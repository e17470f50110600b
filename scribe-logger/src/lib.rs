//! Common logger configuration for all scribe binaries.

// Enforce disallowed methods clippy lint
#![deny(clippy::disallowed_methods)]

use std::str::FromStr;

use tracing::Level;
use tracing_subscriber::{
    filter::Targets,
    layer::{Layer, SubscriberExt},
    util::{SubscriberInitExt, TryInitError},
};

/// Initialize a global `tracing` logger.
///
/// + The logger prints enabled `tracing` events and spans to stdout.
/// + `level` is the default max level, typically from a `--log-level` flag.
/// + A `RUST_LOG` env var takes precedence over `level` and supports full
///   per-module filtering. Read more about the syntax here:
///   <https://docs.rs/tracing-subscriber/latest/tracing_subscriber/filter/struct.EnvFilter.html>
///
/// Panics if a logger is already initialized. This will fail if used in
/// tests, since multiple test threads will compete to set the global logger.
pub fn init(level: Level) {
    try_init(level).expect("Failed to setup logger");
}

/// Use this to initialize the global logger in tests.
pub fn init_for_testing() {
    // Quickly skip logger setup if no env var set.
    if std::env::var_os("RUST_LOG").is_none() {
        return;
    }

    // Don't panic if there's already a logger setup. Multiple tests might try
    // setting the global logger.
    let _ = try_init(Level::INFO);
}

/// Try to initialize a global logger. Will return an `Err` if there is
/// another global logger already set.
pub fn try_init(level: Level) -> Result<(), TryInitError> {
    let targets_filter = std::env::var("RUST_LOG")
        .ok()
        .and_then(|rust_log| Targets::from_str(&rust_log).ok())
        .unwrap_or_else(|| Targets::new().with_default(level));

    let stdout_log = tracing_subscriber::fmt::layer()
        .compact()
        .with_level(true)
        .with_target(true)
        .with_ansi(true)
        .with_filter(targets_filter);

    tracing_subscriber::registry().with(stdout_log).try_init()
}
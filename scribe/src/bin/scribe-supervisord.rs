//! Operator-side supervisor for the scribe daemon.
//!
//! Runs `scribe daemon` as a child process and keeps it alive: a
//! dedicated wait task reaps the child and fans its death out through a
//! one-shot channel; unexpected deaths restart the daemon after a delay,
//! bounded by a consecutive-attempt limit. An intentional stop sets the
//! `stopping` flag before any signal is sent, so the monitor never races
//! a restart against a shutdown.
//!
//! This split keeps daemon crashes from taking down the always-on
//! control surface.

use std::{
    path::PathBuf,
    process::Stdio,
    sync::{
        atomic::{AtomicBool, Ordering},
        Arc,
    },
    time::{Duration, Instant},
};

use anyhow::{bail, Context, Result};
use argh::FromArgs;
use nix::{sys::signal, unistd::Pid};
use scribe_tokio::{NamedTask, ShutdownChannel};
use tokio::sync::mpsc;
use tracing::{error, info, warn};

/// Delay before restarting a crashed daemon.
const RESTART_DELAY: Duration = Duration::from_secs(5);
/// Consecutive restart attempts before giving up.
const MAX_RESTART_ATTEMPTS: u32 = 5;
/// A child that stayed up at least this long counts as a successful
/// start; the attempt counter resets.
const HEALTHY_UPTIME: Duration = Duration::from_secs(30);
/// How long a stop waits for graceful exit before SIGKILL.
const STOP_GRACE: Duration = Duration::from_secs(10);

/// Supervise the scribe sync daemon.
#[derive(Debug, FromArgs)]
struct Options {
    /// path to the scribe binary; defaults to a PATH search, then a
    /// sibling of this executable
    #[argh(option)]
    daemon_bin: Option<PathBuf>,

    /// health/control API address injected into the daemon
    #[argh(option, default = "String::from(\"127.0.0.1:8787\")")]
    health_addr: String,

    /// config file passed through to the daemon
    #[argh(option)]
    config: Option<PathBuf>,

    /// sync interval passed through to the daemon, e.g. "10m"
    #[argh(option)]
    interval: Option<String>,
}

fn main() -> Result<()> {
    scribe_logger::init(tracing::Level::INFO);
    let opts = argh::from_env::<Options>();
    tokio::runtime::Builder::new_multi_thread()
        .enable_all()
        .build()
        .context("building tokio runtime")?
        .block_on(supervise(opts))
}

/// Find the daemon binary: explicit flag, then PATH, then next to this
/// executable.
fn locate_daemon_bin(explicit: Option<PathBuf>) -> Result<PathBuf> {
    if let Some(path) = explicit {
        if path.is_file() {
            return Ok(path);
        }
        bail!("daemon binary {} does not exist", path.display());
    }

    if let Some(paths) = std::env::var_os("PATH") {
        for dir in std::env::split_paths(&paths) {
            let candidate = dir.join("scribe");
            if candidate.is_file() {
                return Ok(candidate);
            }
        }
    }

    let sibling = std::env::current_exe()
        .context("resolving supervisor executable path")?
        .with_file_name("scribe");
    if sibling.is_file() {
        return Ok(sibling);
    }
    bail!("could not locate the scribe binary on PATH or next to the supervisor")
}

enum KillCmd {
    Term,
    Kill,
}

/// One running child: its pid, the death signal, and the kill channel
/// owned by the wait task.
struct RunningChild {
    pid: Option<u32>,
    died: ShutdownChannel,
    kill_tx: mpsc::Sender<KillCmd>,
    wait_task: NamedTask<()>,
}

fn spawn_daemon(opts: &Options, bin: &PathBuf) -> Result<RunningChild> {
    let mut command = tokio::process::Command::new(bin);
    command
        .arg("daemon")
        .args(["--health-addr", &opts.health_addr])
        .stdin(Stdio::null());
    if let Some(config) = &opts.config {
        command.arg("--config").arg(config);
    }
    if let Some(interval) = &opts.interval {
        command.args(["--interval", interval]);
    }

    let mut child = command
        .spawn()
        .with_context(|| format!("spawning {}", bin.display()))?;
    let pid = child.id();
    info!(?pid, "Daemon started");

    let died = ShutdownChannel::new();
    let (kill_tx, mut kill_rx) = mpsc::channel::<KillCmd>(2);

    // The wait task owns the child. Nothing else touches the handle; kill
    // requests arrive over the channel.
    let wait_task = NamedTask::spawn("daemon-wait", {
        let died = died.clone();
        async move {
            loop {
                tokio::select! {
                    status = child.wait() => {
                        match status {
                            Ok(status) =>
                                info!("Daemon exited with {status}"),
                            Err(e) =>
                                warn!("Failed waiting on daemon: {e:#}"),
                        }
                        died.send();
                        return;
                    }
                    Some(cmd) = kill_rx.recv() => match cmd {
                        KillCmd::Term => {
                            if let Some(pid) = pid {
                                let _ = signal::kill(
                                    Pid::from_raw(pid as i32),
                                    signal::Signal::SIGTERM,
                                );
                            }
                        }
                        KillCmd::Kill => {
                            let _ = child.start_kill();
                        }
                    },
                }
            }
        }
    });

    Ok(RunningChild {
        pid,
        died,
        kill_tx,
        wait_task,
    })
}

async fn supervise(opts: Options) -> Result<()> {
    let bin = locate_daemon_bin(opts.daemon_bin.clone())?;
    info!("Supervising {}", bin.display());

    // Must be set before any stop signal reaches the child, so the
    // monitor below never mistakes an intentional stop for a crash.
    let stopping = Arc::new(AtomicBool::new(false));
    let stop = ShutdownChannel::new();
    {
        let stopping = Arc::clone(&stopping);
        let stop = stop.clone();
        NamedTask::spawn("signal-listener", async move {
            let mut sigterm = match tokio::signal::unix::signal(
                tokio::signal::unix::SignalKind::terminate(),
            ) {
                Ok(sigterm) => sigterm,
                Err(e) => {
                    warn!("Failed to install SIGTERM handler: {e:#}");
                    return;
                }
            };
            tokio::select! {
                _ = tokio::signal::ctrl_c() => info!("Received SIGINT"),
                _ = sigterm.recv() => info!("Received SIGTERM"),
            }
            stopping.store(true, Ordering::SeqCst);
            stop.send();
        })
        .detach();
    }

    let mut attempts = 0u32;
    loop {
        // A stop that arrived during the restart delay ends the loop
        // before another child is spawned.
        if stop.try_recv() {
            break;
        }
        let started = Instant::now();
        let child = spawn_daemon(&opts, &bin)?;
        let mut died = child.died.clone();
        let mut stop_rx = stop.clone();

        tokio::select! {
            () = died.recv() => {
                if stopping.load(Ordering::SeqCst) {
                    child.wait_task.await.ok();
                    break;
                }
                if started.elapsed() >= HEALTHY_UPTIME {
                    attempts = 0;
                }
                attempts += 1;
                if attempts > MAX_RESTART_ATTEMPTS {
                    error!(
                        "Daemon died {attempts} times in a row; giving up"
                    );
                    child.wait_task.await.ok();
                    bail!("daemon keeps crashing");
                }
                warn!(
                    attempt = attempts,
                    "Daemon died unexpectedly; restarting in {}",
                    humantime::format_duration(RESTART_DELAY)
                );
                child.wait_task.await.ok();
                tokio::time::sleep(RESTART_DELAY).await;
            }
            () = stop_rx.recv() => {
                stop_child(child).await;
                break;
            }
        }
    }

    info!("Supervisor stopped");
    Ok(())
}

/// Graceful stop: SIGTERM, wait up to [`STOP_GRACE`], then SIGKILL.
async fn stop_child(child: RunningChild) {
    info!(pid = ?child.pid, "Stopping daemon");
    let _ = child.kill_tx.send(KillCmd::Term).await;

    let mut died = child.died.clone();
    if tokio::time::timeout(STOP_GRACE, died.recv()).await.is_err() {
        warn!("Daemon ignored SIGTERM; killing");
        let _ = child.kill_tx.send(KillCmd::Kill).await;
        let mut died = child.died.clone();
        died.recv().await;
    }
    child.wait_task.await.ok();
}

PROBLEM TO SOLVE: Check each line of the records for the string "Some" and copy those that have it.

RESULT:
    if let Some(path) = explicit {
    if let Some(paths) = std::env::var_os("PATH") {
    if let Some(config) = &opts.config {
    if let Some(interval) = &opts.interval {
                    Some(cmd) = kill_rx.recv() => match cmd {
                            if let Some(pid) = pid {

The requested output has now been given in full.